## Exercise description
Filter the entries for lines with the word "failure".

Dataset records:
use thiserror::Error;

/// Reasons a product page could not be fetched.
///
/// Every variant is caught by the coordinator and turned into a failed
/// [`Status`](crate::Status); none of them reach the rendering layer as an
/// error value.
#[derive(Debug, Clone, Error, PartialEq, Eq)]
pub enum FetchError {
	/// The request never produced a response (connection refused, timeout, ...).
	#[error("network failure: {0}")]
	Network(String),

	/// The server answered with a non-success status code.
	#[error("server responded with status {0}")]
	Status(u16),

	/// The response body could not be decoded as a product page.
	#[error("malformed response: {0}")]
	Malformed(String),
}

impl FetchError {
	/// Whether the failure came from the response rather than the transport.
	#[must_use]
	pub fn is_invalid_response(&self) -> bool {
		matches!(self, Self::Status(_) | Self::Malformed(_))
	}
}

impl From<serde_json::Error> for FetchError {
	fn from(err: serde_json::Error) -> Self {
		Self::Malformed(err.to_string())
	}
}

## Task result
	#[error("network failure: {0}")]
	/// Whether the failure came from the response rather than the transport.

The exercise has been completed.